WHAT NEEDS TO BE DONE: Report every line of the data where the string "Clone" appears.
** Opening INPUT RECORDS block **
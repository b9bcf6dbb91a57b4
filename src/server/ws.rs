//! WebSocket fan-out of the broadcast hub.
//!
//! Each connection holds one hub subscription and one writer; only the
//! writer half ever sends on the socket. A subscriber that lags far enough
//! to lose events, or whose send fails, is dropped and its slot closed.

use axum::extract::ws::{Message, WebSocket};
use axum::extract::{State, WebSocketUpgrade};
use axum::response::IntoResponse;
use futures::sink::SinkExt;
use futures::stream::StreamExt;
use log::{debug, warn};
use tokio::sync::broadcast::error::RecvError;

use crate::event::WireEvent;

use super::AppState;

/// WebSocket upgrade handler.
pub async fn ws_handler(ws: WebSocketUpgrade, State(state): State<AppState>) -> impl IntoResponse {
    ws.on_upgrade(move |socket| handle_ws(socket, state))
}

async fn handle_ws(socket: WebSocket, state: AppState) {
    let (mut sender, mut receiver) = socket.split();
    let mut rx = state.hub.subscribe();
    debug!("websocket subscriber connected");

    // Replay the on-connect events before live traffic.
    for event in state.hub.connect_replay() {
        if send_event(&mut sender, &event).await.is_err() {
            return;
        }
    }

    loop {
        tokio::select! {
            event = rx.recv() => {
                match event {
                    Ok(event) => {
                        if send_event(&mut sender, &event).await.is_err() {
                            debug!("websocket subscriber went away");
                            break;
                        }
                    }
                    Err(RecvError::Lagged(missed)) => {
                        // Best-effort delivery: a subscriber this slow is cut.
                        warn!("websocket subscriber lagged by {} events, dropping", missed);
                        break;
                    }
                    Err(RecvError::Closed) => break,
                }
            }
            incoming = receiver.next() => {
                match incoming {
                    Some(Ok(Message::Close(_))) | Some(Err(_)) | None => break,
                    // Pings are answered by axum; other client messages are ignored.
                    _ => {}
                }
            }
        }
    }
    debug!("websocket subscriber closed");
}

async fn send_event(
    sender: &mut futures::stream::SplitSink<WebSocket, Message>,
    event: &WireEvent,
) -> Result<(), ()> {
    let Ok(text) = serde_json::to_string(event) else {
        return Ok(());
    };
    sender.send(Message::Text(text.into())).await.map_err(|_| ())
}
** Closing INPUT RECORDS block **
** Opening INPUT RECORDS block **
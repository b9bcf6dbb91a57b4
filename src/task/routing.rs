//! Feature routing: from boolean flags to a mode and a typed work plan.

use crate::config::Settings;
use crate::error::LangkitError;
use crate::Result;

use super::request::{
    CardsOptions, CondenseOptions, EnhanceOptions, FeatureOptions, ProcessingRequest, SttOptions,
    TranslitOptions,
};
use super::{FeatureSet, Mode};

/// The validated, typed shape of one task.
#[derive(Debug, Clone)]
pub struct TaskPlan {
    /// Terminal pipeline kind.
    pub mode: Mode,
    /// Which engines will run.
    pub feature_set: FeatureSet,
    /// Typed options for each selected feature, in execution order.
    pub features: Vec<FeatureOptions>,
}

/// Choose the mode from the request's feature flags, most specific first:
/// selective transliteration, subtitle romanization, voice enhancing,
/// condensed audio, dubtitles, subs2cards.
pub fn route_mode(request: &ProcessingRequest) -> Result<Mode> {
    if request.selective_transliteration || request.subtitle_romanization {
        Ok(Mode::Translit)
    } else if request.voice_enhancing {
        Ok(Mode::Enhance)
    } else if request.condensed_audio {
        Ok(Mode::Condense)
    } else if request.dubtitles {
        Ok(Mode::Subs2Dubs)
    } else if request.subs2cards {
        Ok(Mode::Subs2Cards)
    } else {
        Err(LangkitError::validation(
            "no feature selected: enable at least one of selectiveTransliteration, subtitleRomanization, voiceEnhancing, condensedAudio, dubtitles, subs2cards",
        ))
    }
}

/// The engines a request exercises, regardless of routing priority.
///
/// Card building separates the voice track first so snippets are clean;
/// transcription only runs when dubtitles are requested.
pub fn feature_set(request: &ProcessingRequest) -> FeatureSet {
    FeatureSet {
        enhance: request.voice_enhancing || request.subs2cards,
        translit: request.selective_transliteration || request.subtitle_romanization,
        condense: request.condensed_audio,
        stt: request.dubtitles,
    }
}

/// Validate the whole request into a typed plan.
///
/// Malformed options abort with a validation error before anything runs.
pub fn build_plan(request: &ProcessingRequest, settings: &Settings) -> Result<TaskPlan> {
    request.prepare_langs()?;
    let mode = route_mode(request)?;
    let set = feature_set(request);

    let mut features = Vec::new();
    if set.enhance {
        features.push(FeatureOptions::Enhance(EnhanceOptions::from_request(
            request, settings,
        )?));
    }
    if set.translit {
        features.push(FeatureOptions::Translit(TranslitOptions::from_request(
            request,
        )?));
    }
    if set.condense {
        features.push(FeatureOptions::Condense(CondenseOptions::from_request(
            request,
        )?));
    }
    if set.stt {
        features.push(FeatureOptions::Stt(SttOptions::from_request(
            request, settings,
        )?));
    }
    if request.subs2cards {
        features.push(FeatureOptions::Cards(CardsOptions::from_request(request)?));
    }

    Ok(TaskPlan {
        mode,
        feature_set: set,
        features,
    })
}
** Closing INPUT RECORDS block **
** Opening INPUT RECORDS block **
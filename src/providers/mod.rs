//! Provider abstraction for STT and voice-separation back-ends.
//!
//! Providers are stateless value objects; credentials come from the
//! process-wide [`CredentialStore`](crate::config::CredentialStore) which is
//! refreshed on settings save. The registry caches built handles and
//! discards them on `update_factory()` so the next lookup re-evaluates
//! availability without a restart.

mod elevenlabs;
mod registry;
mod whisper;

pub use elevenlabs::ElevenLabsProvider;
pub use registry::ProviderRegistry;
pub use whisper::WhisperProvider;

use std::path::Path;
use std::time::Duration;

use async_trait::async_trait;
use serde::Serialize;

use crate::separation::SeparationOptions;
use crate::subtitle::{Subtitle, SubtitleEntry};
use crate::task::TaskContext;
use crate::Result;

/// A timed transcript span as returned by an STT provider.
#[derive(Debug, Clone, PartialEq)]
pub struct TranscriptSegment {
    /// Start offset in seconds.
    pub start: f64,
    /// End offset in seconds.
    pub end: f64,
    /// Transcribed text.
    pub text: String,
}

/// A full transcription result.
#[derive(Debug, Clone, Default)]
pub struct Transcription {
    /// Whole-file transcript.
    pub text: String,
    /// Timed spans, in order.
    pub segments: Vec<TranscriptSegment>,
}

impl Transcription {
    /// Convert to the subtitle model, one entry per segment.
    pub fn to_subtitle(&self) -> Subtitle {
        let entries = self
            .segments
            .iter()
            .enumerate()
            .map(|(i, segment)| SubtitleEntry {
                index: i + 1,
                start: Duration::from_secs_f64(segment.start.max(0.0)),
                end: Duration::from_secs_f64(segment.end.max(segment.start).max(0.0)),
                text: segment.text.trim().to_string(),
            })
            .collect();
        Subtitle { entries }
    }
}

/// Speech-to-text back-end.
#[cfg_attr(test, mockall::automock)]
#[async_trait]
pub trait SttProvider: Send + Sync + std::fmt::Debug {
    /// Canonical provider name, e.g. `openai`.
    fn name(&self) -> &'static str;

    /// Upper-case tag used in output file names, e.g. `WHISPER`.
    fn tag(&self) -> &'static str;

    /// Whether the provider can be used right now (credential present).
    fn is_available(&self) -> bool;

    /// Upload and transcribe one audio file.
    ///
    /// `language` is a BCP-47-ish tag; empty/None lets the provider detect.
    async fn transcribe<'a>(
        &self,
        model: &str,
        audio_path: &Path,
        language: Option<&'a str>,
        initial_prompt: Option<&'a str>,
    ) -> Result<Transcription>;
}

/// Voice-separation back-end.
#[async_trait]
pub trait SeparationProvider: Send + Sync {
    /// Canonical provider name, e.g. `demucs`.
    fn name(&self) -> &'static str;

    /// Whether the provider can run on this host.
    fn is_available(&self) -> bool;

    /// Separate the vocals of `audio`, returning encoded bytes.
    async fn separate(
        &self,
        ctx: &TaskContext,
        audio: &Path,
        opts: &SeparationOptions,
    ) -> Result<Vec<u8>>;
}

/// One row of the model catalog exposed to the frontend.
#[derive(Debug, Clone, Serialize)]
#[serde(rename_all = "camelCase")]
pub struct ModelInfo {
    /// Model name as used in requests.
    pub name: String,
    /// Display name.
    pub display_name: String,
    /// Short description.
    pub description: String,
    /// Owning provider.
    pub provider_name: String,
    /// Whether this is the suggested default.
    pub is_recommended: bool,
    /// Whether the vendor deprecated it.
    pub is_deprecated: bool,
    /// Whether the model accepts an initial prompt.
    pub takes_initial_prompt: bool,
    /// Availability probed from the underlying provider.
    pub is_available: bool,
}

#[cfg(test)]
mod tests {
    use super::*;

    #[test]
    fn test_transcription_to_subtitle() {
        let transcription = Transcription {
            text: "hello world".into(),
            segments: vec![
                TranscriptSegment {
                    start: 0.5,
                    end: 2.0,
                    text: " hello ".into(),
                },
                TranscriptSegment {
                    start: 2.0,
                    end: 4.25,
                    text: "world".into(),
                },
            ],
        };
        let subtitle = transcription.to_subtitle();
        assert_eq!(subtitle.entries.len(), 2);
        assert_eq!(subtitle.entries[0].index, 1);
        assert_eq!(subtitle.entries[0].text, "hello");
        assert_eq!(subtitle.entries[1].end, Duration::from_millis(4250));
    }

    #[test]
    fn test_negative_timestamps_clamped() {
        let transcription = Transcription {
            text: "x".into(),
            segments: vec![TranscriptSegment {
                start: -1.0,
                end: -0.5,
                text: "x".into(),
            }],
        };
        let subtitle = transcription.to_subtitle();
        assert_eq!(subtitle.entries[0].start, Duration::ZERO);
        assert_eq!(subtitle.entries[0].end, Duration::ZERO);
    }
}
** Closing INPUT RECORDS block **
SOLUTION BELOW:
#[derive(Debug, Clone)]
#[derive(Debug, Clone, PartialEq)]
#[derive(Debug, Clone, Default)]
#[derive(Debug, Clone, Serialize)]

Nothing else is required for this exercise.